There was also the matter of the influence of London's police force (including the Metropolitan name) on the creation of a similar body in DC.

http://civilwarwashingtondc1861-1865.blogspot.com/2011/09/establishment-of-washington.html

by Alex B. on Jul 11, 2014 12:52 pm • linkreport

Agree with Charlie. There are still a LOT of issues with all electric buses. They are best suited to further development in small systems like universities and airports.

by BTA on Jul 11, 2014 12:54 pm • linkreport

Next time you call 911 and complain about the response time (and everyone does), remember that more officers on traffic duty means less responsiveness to 911 calls.

The reality is that most 911 calls are not true emergencies and an extra few minutes (or even more) will not in any way impact public safety or crime (this has been studied extensively by the criminal justice folks). However, tell that to the person who is calling, and their member of City Council whom they complain to about the slow response times.

That is the reality of policing.

by dcer562 on Jul 11, 2014 1:40 pm • linkreport

@dc denizen--

You are right. And traffic stops aren't competing with other policing -- they're a complement to good policing. Not only does vigorous traffic enforcement enhance safety and deter aggressive driving, it yields an important corollary benefit: catching more bad guys. Serious crime warrants, weapons violations, etc. all are caught at traffic stops. Remember that Timothy McVeigh was arrested at a traffic stop. Smart police departments realize that traffic enforcement is good policy and good policing strategy.
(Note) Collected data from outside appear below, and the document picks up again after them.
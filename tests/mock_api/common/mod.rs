//! Shared fixtures for the mock_api suite.
//!
//! Import via `mod common;` from main.rs.

#![allow(dead_code)]
#![allow(unused_imports)]

use std::sync::{Arc, Once};
pub use mockrecord::{
    AttributeAccess, Attributes, DuplicateIdPolicy, Error, IdentityKeyMode, MockConfig, Model,
    ModelRegistry, ModelSchema, Record, Relation, Value,
};

// ============================================================================
// Initialization
// ============================================================================

static INIT_TRACING: Once = Once::new();

/// Route `mockrecord::*` events to the test output (`RUST_LOG` aware)
pub fn init_tracing() {
    INIT_TRACING.call_once(|| {
        let _ = tracing_subscriber::fmt()
            .with_env_filter(tracing_subscriber::EnvFilter::from_default_env())
            .with_test_writer()
            .try_init();
    });
}

// ============================================================================
// Fixture registry
// ============================================================================

/// Registry with the standard fixture classes loaded:
///
/// - `User` (name, credits), has_many accounts via `user_id`
/// - `ChildModel` extends `User`, has_many accounts via `child_model_id`
/// - `Account` (user_id, child_model_id, balance)
pub fn fixture_registry() -> ModelRegistry {
    fixture_registry_with(MockConfig::default())
}

/// Fixture registry with a custom config
pub fn fixture_registry_with(config: MockConfig) -> ModelRegistry {
    init_tracing();
    let registry = ModelRegistry::with_config(config);
    registry
        .load(
            ModelSchema::new("User")
                .attribute("name", Value::Null)
                .attribute("credits", 0)
                .has_many("accounts", "Account", "user_id"),
        )
        .expect("load User");
    registry
        .load(
            ModelSchema::new("ChildModel")
                .parent("User")
                .has_many("accounts", "Account", "child_model_id"),
        )
        .expect("load ChildModel");
    registry
        .load(
            ModelSchema::new("Account")
                .attribute("user_id", Value::Null)
                .attribute("child_model_id", Value::Null)
                .attribute("balance", 0),
        )
        .expect("load Account");
    registry
}

/// Resolve a fixture class
pub fn model(registry: &ModelRegistry, name: &str) -> Arc<Model> {
    registry.resolve(name).expect("fixture class loaded")
}

/// Declare `by_credits(n)` on `User`
pub fn define_by_credits(registry: &ModelRegistry) {
    model(registry, "User").define_scope("by_credits", |base, args| {
        let credits = args.first().cloned().unwrap_or_default();
        Ok(base.where_(Attributes::new().with("credits", credits)))
    });
}

/// Create one `User` per entry, with `credits` set
pub fn seed_users(registry: &ModelRegistry, credits: &[i64]) -> Vec<Record> {
    let users = model(registry, "User");
    credits
        .iter()
        .map(|c| users.create([("credits", *c)]).expect("create user"))
        .collect()
}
by Alf on Jul 11, 2014 4:32 pm • linkreport

What's difficult to understand is how DC not only has the largest police department in terms of per capita, but also has more "other" departments operating within their jurisdiction than any other place, yet still completely ignores traffic violations. I realize Capitol Police, Park Police, etc don't serve the exact same function as MPD but they certainly take some of there load off and also serve as deterrents which effectively results in less crime for MPD to deal with.

by dcmike on Jul 11, 2014 4:49 pm • linkreport

@dc denizen

"Since then MPD really doesn't enforce traffic laws the way they should."

DC collects far more traffic law enforcement revenue now than it did back then.

@charlie

"And the homicde rate is running double last year."

No, not quite. Homicides are up almost 50%, but more importantly, all crime is up since Cathy Lanier took office. Under the last chief, total crime declined 40%, but under Lanier, it's up since 2007, particularly thefts.

Hopefully you'll join me in calling for her resignation for this and in addition to the many scandals under her watch.

by Brett on Jul 14, 2014 1:00 pm • linkreport

I don't think it's because so many bikers suddenly started following traffic regs.

But better behavior should be included on a list of theories. Evidence shows that as bike mode share goes up, behavior improves.